In Germany, a group of physicists had just managed to create a single atom of the superheavy element Copernicum for the very first time.

They’d fired zinc particles at a piece of lead in a particle accelerator to synthesise the substance, which lasted just 0.24 milliseconds before its radioactive decay. 

With an international team, the breakthrough was a triumph of collaboration and cooperation – an expression of the extraordinary things humans can achieve when working together for the good of the species.

Image shows members of the crowd clapping at the university's graduation ceremony
The ceremony took place at Southwark Cathedral

a tragedy in Docklands

But that same day is remembered in east London, throughout the UK and beyond for a very different reason.

At just after 7pm, the IRA detonated a massive bomb on the Isle Of Dogs at South Quay, killing two people, injuring more than 100 and causing £150million of damage.  

For Jonathan Ganesh, a law student and promising boxer, who was working as a security guard in the area at the time, it changed everything.

But despite suffering life-altering injuries and the challenges of recovery, the east London resident has been determined to forge something positive from his horrific experience.

As co-founder and honorary president of the Docklands Victims Association (DVA) he’s been a tireless champion for those affected by that atrocity.

He’s also been heavily involved in offering support to and standing in solidarity with all those affected by acts of terror around the world.

Constantly looking to help those around him, more recently he accepted a Pandemic Response Medal for his work as an NHS responder, delivering food and medication to local residents.

On Wednesday, June 12, the University Of Sunderland In London, which is based at South Quay, awarded Jonathan an honorary fellowship at its graduation ceremony in Southwark Cathedral – recognising his work alongside the achievements of hundreds of students collecting their degrees. 

A University Of Sunderland In London student in a mortar board and gown celebrates receiving her degree
The University Of Sunderland In London also awarded hundreds of students degrees at the event

praise from the University Of Sunderland

Vice chancellor of the University Of Sunderland, Sir David Bell, said: “We are delighted to honour Jonathan in this way and this is truly an inspirational moment for us as an organisation.

“We know, for people who become victims, it’s hard to rebuild their lives.

“But Jonathan is the most wonderful example of someone who has not only done that, but has actually helped to support literally thousands of people to rebuild their lives through the work he has done, not only in this country but around the world.

“I hope our graduates will follow his example and do things that will make the world a better place.” 

South Quay has gone on to great prosperity with office blocks and some of the tallest residential towers in London rising on the strip of land directly opposite Canary Wharf.

Apt then, that one of the organisations now based there is making this award.

University Of Sunderland In London students celebrate by throwing their mortar boards in the air at Southwark Cathedral
Students celebrate receiving their degrees at the event

a fitting tribute

“I’m quite overwhelmed, actually,” said Jonathan after the ceremony.

“This award from the University Of Sunderland In London is a fitting tribute to all of the victims – especially Inam Bashir and John Jeffries, who lost their lives.

“This is recognition for me but also for the DVA and the work we do in Tower Hamlets and globally.

“This has been a day I’ll never forget. I’m happy to receive any awards, but this is something special. 

“We plan to do a lot more work and help as many people as we can here and around the world.

“We successfully managed to secure a pension for the IRA’s victims from the Government as it was unfair to leave these people with no financial support when those from other countries such as America were receiving money.

“It’s very touching for the university to recognise us locally and that what we do has global reach extending out from here.”

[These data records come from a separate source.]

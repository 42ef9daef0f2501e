use axum::{
    extract::FromRequestParts,
    http::{request::Parts, StatusCode},
};
use serde::{Deserialize, Serialize};

/// JWT claims extracted from Authorization: Bearer header.
/// Implements axum's FromRequestParts for use as an extractor.
#[derive(Debug, Clone, Serialize, Deserialize)]
pub struct Claims {
    /// User ID (UUIDv7)
    pub sub: String,
    /// Display name at issue time
    pub name: String,
    /// Whether the user carries the admin role
    pub is_admin: bool,
    /// Issued at (Unix timestamp)
    pub iat: i64,
    /// Expiration (Unix timestamp)
    pub exp: i64,
}

impl<S> FromRequestParts<S> for Claims
where
    S: Send + Sync,
{
    type Rejection = StatusCode;

    async fn from_request_parts(parts: &mut Parts, _state: &S) -> Result<Self, Self::Rejection> {
        // Extract Bearer token from Authorization header
        let auth_header = parts
            .headers
            .get("Authorization")
            .and_then(|v| v.to_str().ok())
            .ok_or(StatusCode::UNAUTHORIZED)?;

        let token = auth_header
            .strip_prefix("Bearer ")
            .ok_or(StatusCode::UNAUTHORIZED)?;

        // Get JWT secret from request extensions (set by middleware layer)
        let jwt_secret = parts
            .extensions
            .get::<JwtSecret>()
            .ok_or(StatusCode::INTERNAL_SERVER_ERROR)?;

        // Validate and decode JWT (signature + expiry)
        let validation = jsonwebtoken::Validation::new(jsonwebtoken::Algorithm::HS256);
        let token_data = jsonwebtoken::decode::<Claims>(
            token,
            &jsonwebtoken::DecodingKey::from_secret(&jwt_secret.0),
            &validation,
        )
        .map_err(|_| StatusCode::UNAUTHORIZED)?;

        Ok(token_data.claims)
    }
}

/// JWT secret stored in request extensions for the Claims extractor
#[derive(Clone)]
pub struct JwtSecret(pub Vec<u8>);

Image shows Alan Hardie and Jonathan Ganesh celebrating his honorary fellowship
Jonathan Ganesh with University Of Sunderland In London director Alan Hardie, left

the University Of Sunderland In London’s full citation

Before an assembly of students, their relatives, staff and guests, University Of Sunderland in London director Alan Hardie gave the following address:

Chancellor, vice-chancellor, and distinguished guests, ladies and gentlemen, I am privileged to present Jonathan Ganesh for the conferment of an Honorary Fellowship.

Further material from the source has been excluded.